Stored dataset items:
★ ★ ★ ★ ★ ★ ★

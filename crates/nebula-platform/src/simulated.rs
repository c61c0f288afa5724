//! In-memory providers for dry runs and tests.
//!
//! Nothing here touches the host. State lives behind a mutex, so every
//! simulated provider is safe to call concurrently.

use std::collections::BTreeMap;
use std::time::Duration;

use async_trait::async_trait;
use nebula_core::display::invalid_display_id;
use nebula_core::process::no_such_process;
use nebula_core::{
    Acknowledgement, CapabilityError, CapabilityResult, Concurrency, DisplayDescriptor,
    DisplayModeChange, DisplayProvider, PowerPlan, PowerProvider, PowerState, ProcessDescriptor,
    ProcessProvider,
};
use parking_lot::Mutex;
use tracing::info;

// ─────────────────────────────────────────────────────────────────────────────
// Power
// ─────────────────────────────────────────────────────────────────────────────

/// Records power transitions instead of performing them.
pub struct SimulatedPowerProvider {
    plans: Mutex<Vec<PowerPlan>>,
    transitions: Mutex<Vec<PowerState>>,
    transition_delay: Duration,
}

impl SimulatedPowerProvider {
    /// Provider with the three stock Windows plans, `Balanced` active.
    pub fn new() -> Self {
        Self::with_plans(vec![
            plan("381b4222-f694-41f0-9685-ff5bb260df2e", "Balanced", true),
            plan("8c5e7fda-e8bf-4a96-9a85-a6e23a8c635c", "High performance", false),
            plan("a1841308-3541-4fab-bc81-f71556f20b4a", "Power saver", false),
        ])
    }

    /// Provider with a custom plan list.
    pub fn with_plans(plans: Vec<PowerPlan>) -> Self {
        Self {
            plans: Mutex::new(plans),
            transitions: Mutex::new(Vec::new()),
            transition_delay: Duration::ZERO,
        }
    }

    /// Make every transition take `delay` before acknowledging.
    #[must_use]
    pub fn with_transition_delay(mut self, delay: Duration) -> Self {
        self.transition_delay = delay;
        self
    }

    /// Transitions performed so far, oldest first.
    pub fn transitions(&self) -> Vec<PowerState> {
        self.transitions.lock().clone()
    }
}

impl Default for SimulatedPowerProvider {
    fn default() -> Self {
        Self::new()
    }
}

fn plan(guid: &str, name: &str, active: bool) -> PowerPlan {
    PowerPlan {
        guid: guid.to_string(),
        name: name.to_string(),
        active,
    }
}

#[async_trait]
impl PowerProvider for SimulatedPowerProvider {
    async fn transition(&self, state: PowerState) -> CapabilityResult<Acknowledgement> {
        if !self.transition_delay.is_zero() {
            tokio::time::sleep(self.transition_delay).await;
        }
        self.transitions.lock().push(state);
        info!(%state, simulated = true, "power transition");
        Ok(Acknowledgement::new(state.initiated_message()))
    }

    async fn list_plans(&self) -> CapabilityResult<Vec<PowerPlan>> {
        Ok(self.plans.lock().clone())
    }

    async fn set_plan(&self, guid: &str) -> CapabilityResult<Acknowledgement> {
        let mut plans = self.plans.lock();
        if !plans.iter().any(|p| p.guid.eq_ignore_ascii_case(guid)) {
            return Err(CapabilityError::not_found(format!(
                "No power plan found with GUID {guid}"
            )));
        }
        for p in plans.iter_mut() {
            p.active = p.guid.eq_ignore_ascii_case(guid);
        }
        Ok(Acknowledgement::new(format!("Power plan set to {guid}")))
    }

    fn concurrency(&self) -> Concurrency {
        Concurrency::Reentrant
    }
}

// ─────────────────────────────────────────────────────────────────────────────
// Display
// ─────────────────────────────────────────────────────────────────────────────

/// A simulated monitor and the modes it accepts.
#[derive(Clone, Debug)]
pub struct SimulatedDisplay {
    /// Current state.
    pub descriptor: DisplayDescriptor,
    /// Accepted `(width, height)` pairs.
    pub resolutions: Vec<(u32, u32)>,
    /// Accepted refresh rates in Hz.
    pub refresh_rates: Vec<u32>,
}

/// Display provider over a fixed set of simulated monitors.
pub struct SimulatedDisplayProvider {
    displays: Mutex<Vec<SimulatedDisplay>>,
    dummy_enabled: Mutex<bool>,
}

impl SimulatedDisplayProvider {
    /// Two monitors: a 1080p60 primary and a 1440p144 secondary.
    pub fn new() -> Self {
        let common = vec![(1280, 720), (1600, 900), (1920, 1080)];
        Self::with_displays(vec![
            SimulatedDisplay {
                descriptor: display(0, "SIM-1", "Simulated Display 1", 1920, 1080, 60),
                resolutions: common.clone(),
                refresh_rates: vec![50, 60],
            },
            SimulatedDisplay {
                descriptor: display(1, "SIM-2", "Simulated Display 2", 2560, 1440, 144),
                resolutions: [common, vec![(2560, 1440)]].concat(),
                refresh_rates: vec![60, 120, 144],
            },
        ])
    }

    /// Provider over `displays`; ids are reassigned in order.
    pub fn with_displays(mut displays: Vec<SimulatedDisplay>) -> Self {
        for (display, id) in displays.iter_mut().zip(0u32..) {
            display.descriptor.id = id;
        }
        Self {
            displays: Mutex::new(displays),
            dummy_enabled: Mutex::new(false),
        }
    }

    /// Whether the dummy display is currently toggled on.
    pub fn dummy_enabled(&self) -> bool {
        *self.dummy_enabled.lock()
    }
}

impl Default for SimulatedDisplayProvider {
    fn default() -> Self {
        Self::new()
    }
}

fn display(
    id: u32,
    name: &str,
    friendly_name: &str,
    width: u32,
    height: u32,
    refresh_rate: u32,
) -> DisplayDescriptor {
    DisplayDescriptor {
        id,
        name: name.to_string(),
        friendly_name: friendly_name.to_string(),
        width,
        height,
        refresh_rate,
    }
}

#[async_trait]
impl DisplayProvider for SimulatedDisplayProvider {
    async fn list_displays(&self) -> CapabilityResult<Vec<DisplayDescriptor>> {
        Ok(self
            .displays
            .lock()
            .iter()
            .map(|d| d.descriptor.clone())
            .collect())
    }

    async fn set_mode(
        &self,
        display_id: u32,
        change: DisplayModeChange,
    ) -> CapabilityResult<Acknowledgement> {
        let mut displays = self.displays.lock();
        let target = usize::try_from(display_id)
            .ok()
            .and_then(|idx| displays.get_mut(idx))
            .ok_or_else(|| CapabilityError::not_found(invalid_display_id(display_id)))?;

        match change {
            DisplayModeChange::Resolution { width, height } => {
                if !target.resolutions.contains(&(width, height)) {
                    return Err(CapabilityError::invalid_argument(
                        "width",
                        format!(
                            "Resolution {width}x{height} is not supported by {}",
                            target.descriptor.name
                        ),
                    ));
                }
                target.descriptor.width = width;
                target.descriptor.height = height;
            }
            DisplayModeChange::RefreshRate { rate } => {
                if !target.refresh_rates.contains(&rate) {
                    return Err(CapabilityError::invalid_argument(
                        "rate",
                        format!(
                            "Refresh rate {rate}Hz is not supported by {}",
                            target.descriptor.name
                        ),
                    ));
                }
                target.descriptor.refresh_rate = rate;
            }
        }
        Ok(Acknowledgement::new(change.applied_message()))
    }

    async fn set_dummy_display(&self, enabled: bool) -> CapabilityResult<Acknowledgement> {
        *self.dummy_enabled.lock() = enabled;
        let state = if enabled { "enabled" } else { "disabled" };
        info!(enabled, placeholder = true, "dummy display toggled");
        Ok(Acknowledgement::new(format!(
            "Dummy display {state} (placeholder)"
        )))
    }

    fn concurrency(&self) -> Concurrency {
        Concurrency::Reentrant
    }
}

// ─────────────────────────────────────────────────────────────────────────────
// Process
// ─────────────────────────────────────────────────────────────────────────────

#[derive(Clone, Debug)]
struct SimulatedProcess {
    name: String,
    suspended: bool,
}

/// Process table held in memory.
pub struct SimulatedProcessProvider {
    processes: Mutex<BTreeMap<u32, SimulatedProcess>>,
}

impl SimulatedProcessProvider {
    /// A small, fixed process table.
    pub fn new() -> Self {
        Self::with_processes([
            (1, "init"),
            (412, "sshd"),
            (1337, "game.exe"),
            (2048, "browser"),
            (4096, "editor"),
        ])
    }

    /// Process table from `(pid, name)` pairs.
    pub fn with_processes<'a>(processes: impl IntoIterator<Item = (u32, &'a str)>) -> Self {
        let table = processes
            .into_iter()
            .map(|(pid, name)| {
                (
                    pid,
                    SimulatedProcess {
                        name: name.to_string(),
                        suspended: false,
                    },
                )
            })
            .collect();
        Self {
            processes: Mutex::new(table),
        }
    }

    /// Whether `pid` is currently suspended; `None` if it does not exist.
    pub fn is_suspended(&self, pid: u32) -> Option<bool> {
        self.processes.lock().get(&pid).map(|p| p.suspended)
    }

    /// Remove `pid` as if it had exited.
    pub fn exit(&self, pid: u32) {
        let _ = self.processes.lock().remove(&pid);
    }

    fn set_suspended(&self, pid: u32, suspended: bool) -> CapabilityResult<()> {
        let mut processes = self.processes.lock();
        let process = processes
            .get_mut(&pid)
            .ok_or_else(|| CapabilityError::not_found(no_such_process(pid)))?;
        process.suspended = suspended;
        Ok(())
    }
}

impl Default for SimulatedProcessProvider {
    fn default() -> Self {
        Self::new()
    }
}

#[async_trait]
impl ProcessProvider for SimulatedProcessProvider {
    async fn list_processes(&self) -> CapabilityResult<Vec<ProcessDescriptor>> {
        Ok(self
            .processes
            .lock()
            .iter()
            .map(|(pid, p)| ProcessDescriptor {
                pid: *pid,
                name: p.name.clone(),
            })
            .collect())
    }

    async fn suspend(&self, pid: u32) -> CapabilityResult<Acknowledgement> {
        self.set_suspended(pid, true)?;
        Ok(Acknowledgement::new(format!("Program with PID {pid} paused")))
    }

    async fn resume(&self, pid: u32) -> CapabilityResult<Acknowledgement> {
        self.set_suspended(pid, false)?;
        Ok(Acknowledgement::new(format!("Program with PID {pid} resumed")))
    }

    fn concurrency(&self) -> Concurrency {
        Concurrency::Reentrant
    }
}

★ ★ ★ ★ ★ ★ ★

WHAT YOU SHOULD DO => The answer is every line in the data where the word "DisplayDescriptor" appears.

OUTPUT BELOW =>
    Acknowledgement, CapabilityError, CapabilityResult, Concurrency, DisplayDescriptor,
    pub descriptor: DisplayDescriptor,
) -> DisplayDescriptor {
    DisplayDescriptor {
    async fn list_displays(&self) -> CapabilityResult<Vec<DisplayDescriptor>> {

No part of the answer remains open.